For the entries below, print exactly the lines between the line holding "pub struct Detection" and the line holding "assert_eq!(d.center_x, 60.0);", inclusive, and nothing else.

■ Saved entries:
* * *

use opencv::core::Mat;
use serde::{Deserialize, Serialize};
use thiserror::Error;

#[derive(Debug, Error)]
pub enum DetectError {
    #[error("failed to decode image: {0}")]
    Decode(String),
    #[error("model inference failed: {0}")]
    Inference(String),
}

impl From<opencv::Error> for DetectError {
    fn from(e: opencv::Error) -> Self {
        DetectError::Inference(e.to_string())
    }
}

#[derive(Debug, Clone, Copy)]
pub struct Thresholds {
    pub confidence: f32,
    pub iou: f32,
}

/// One box as reported by the model, before any class filtering.
/// Coordinates are `[x1, y1, x2, y2]` in source image pixels.
#[derive(Debug, Clone, PartialEq)]
pub struct RawDetection {
    pub bbox: [f32; 4],
    pub confidence: f32,
    pub class_id: usize,
}

impl RawDetection {
    pub fn area(&self) -> f32 {
        let [x1, y1, x2, y2] = self.bbox;
        (x2 - x1).max(0.0) * (y2 - y1).max(0.0)
    }

    pub fn iou(&self, other: &RawDetection) -> f32 {
        let x1 = self.bbox[0].max(other.bbox[0]);
        let y1 = self.bbox[1].max(other.bbox[1]);
        let x2 = self.bbox[2].min(other.bbox[2]);
        let y2 = self.bbox[3].min(other.bbox[3]);

        let intersection = if x2 > x1 && y2 > y1 {
            (x2 - x1) * (y2 - y1)
        } else {
            0.0
        };
        let union = self.area() + other.area() - intersection;

        if union > 0.0 {
            intersection / union
        } else {
            0.0
        }
    }
}

/// Anything that can turn a decoded BGR image into raw detections.
///
/// The ONNX session is the production implementation; it is loaded once at
/// startup and handed to [`super::BearDetector`].
pub trait InferenceModel: Send {
    fn infer(
        &mut self,
        image: &Mat,
        thresholds: Thresholds,
    ) -> Result<Vec<RawDetection>, DetectError>;
}

/// A located target-class instance. `area`, `center_x` and `center_y` are
/// derived from `bbox` and stored alongside it.
#[derive(Debug, Clone, PartialEq, Serialize, Deserialize)]
pub struct Detection {
    pub bbox: [f64; 4],
    pub confidence: f64,
    #[serde(rename = "class")]
    pub class_label: String,
    pub class_id: u32,
    pub area: f64,
    pub center_x: f64,
    pub center_y: f64,
}

impl Detection {
    pub fn new(bbox: [f64; 4], confidence: f64, class_id: u32, class_label: String) -> Self {
        let [x1, y1, x2, y2] = bbox;
        Self {
            bbox,
            confidence,
            class_label,
            class_id,
            area: ((x2 - x1) * (y2 - y1)).max(0.0),
            center_x: (x1 + x2) / 2.0,
            center_y: (y1 + y2) / 2.0,
        }
    }
}

/// Class-aware non-maximum suppression. The result is ordered by confidence,
/// highest first.
pub fn nms(mut detections: Vec<RawDetection>, iou_threshold: f32) -> Vec<RawDetection> {
    detections.sort_by(|a, b| b.confidence.total_cmp(&a.confidence));

    let mut keep: Vec<RawDetection> = Vec::with_capacity(detections.len());
    for candidate in detections {
        let suppressed = keep
            .iter()
            .any(|k| k.class_id == candidate.class_id && k.iou(&candidate) > iou_threshold);
        if !suppressed {
            keep.push(candidate);
        }
    }
    keep
}

#[cfg(test)]
mod tests {
    use super::*;

    fn raw(bbox: [f32; 4], confidence: f32, class_id: usize) -> RawDetection {
        RawDetection {
            bbox,
            confidence,
            class_id,
        }
    }

    #[test]
    fn derived_geometry_follows_bbox() {
        let d = Detection::new([10.0, 20.0, 110.0, 70.0], 0.9, 21, "bear".into());
        assert_eq!(d.area, 100.0 * 50.0);
        assert_eq!(d.center_x, 60.0);
        assert_eq!(d.center_y, 45.0);
    }

    #[test]
    fn detection_uses_wire_field_names() {
        let d = Detection::new([0.0, 0.0, 2.0, 2.0], 0.5, 21, "bear".into());
        let json = serde_json::to_value(&d).unwrap();
        assert_eq!(json["class"], "bear");
        assert_eq!(json["class_id"], 21);
        assert_eq!(json["area"], 4.0);
    }

    #[test]
    fn iou_of_identical_and_disjoint_boxes() {
        let a = raw([0.0, 0.0, 10.0, 10.0], 0.9, 0);
        let b = raw([20.0, 20.0, 30.0, 30.0], 0.9, 0);
        assert!((a.iou(&a) - 1.0).abs() < 1e-6);
        assert_eq!(a.iou(&b), 0.0);
    }

    #[test]
    fn nms_suppresses_overlaps_within_a_class_only() {
        let dets = vec![
            raw([0.0, 0.0, 100.0, 100.0], 0.6, 21),
            raw([2.0, 2.0, 102.0, 102.0], 0.9, 21),
            raw([1.0, 1.0, 101.0, 101.0], 0.7, 0),
            raw([300.0, 300.0, 400.0, 400.0], 0.4, 21),
        ];
        let kept = nms(dets, 0.45);
        let summary: Vec<(usize, f32)> = kept.iter().map(|d| (d.class_id, d.confidence)).collect();
        assert_eq!(summary, vec![(21, 0.9), (0, 0.7), (21, 0.4)]);
    }
}
//! COCO-80 class names, indexed by model class id.

pub const COCO_CLASSES: [&str; 80] = [
    "person",
    "bicycle",
    "car",
    "motorcycle",
    "airplane",
    "bus",
    "train",
    "truck",
    "boat",
    "traffic light",
    "fire hydrant",
    "stop sign",
    "parking meter",
    "bench",
    "bird",
    "cat",
    "dog",
    "horse",
    "sheep",
    "cow",
    "elephant",
    "bear",
    "zebra",
    "giraffe",
    "backpack",
    "umbrella",
    "handbag",
    "tie",
    "suitcase",
    "frisbee",
    "skis",
    "snowboard",
    "sports ball",
    "kite",
    "baseball bat",
    "baseball glove",
    "skateboard",
    "surfboard",
    "tennis racket",
    "bottle",
    "wine glass",
    "cup",
    "fork",
    "knife",
    "spoon",
    "bowl",
    "banana",
    "apple",
    "sandwich",
    "orange",
    "broccoli",
    "carrot",
    "hot dog",
    "pizza",
    "donut",
    "cake",
    "chair",
    "couch",
    "potted plant",
    "bed",
    "dining table",
    "toilet",
    "tv",
    "laptop",
    "mouse",
    "remote",
    "keyboard",
    "cell phone",
    "microwave",
    "oven",
    "toaster",
    "sink",
    "refrigerator",
    "book",
    "clock",
    "vase",
    "scissors",
    "teddy bear",
    "hair drier",
    "toothbrush",
];

pub fn class_name(class_id: usize) -> String {
    COCO_CLASSES
        .get(class_id)
        .map(|s| s.to_string())
        .unwrap_or_else(|| format!("class_{}", class_id))
}

#[cfg(test)]
mod tests {
    use super::*;

    #[test]
    fn bear_is_class_21() {
        assert_eq!(class_name(21), "bear");
        assert_eq!(class_name(80), "class_80");
    }
}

* * *

■ ANSWER BOX:
pub struct Detection {
    pub bbox: [f64; 4],
    pub confidence: f64,
    #[serde(rename = "class")]
    pub class_label: String,
    pub class_id: u32,
    pub area: f64,
    pub center_x: f64,
    pub center_y: f64,
}

impl Detection {
    pub fn new(bbox: [f64; 4], confidence: f64, class_id: u32, class_label: String) -> Self {
        let [x1, y1, x2, y2] = bbox;
        Self {
            bbox,
            confidence,
            class_label,
            class_id,
            area: ((x2 - x1) * (y2 - y1)).max(0.0),
            center_x: (x1 + x2) / 2.0,
            center_y: (y1 + y2) / 2.0,
        }
    }
}

/// Class-aware non-maximum suppression. The result is ordered by confidence,
/// highest first.
pub fn nms(mut detections: Vec<RawDetection>, iou_threshold: f32) -> Vec<RawDetection> {
    detections.sort_by(|a, b| b.confidence.total_cmp(&a.confidence));

    let mut keep: Vec<RawDetection> = Vec::with_capacity(detections.len());
    for candidate in detections {
        let suppressed = keep
            .iter()
            .any(|k| k.class_id == candidate.class_id && k.iou(&candidate) > iou_threshold);
        if !suppressed {
            keep.push(candidate);
        }
    }
    keep
}

#[cfg(test)]
mod tests {
    use super::*;

    fn raw(bbox: [f32; 4], confidence: f32, class_id: usize) -> RawDetection {
        RawDetection {
            bbox,
            confidence,
            class_id,
        }
    }

    #[test]
    fn derived_geometry_follows_bbox() {
        let d = Detection::new([10.0, 20.0, 110.0, 70.0], 0.9, 21, "bear".into());
        assert_eq!(d.area, 100.0 * 50.0);
        assert_eq!(d.center_x, 60.0);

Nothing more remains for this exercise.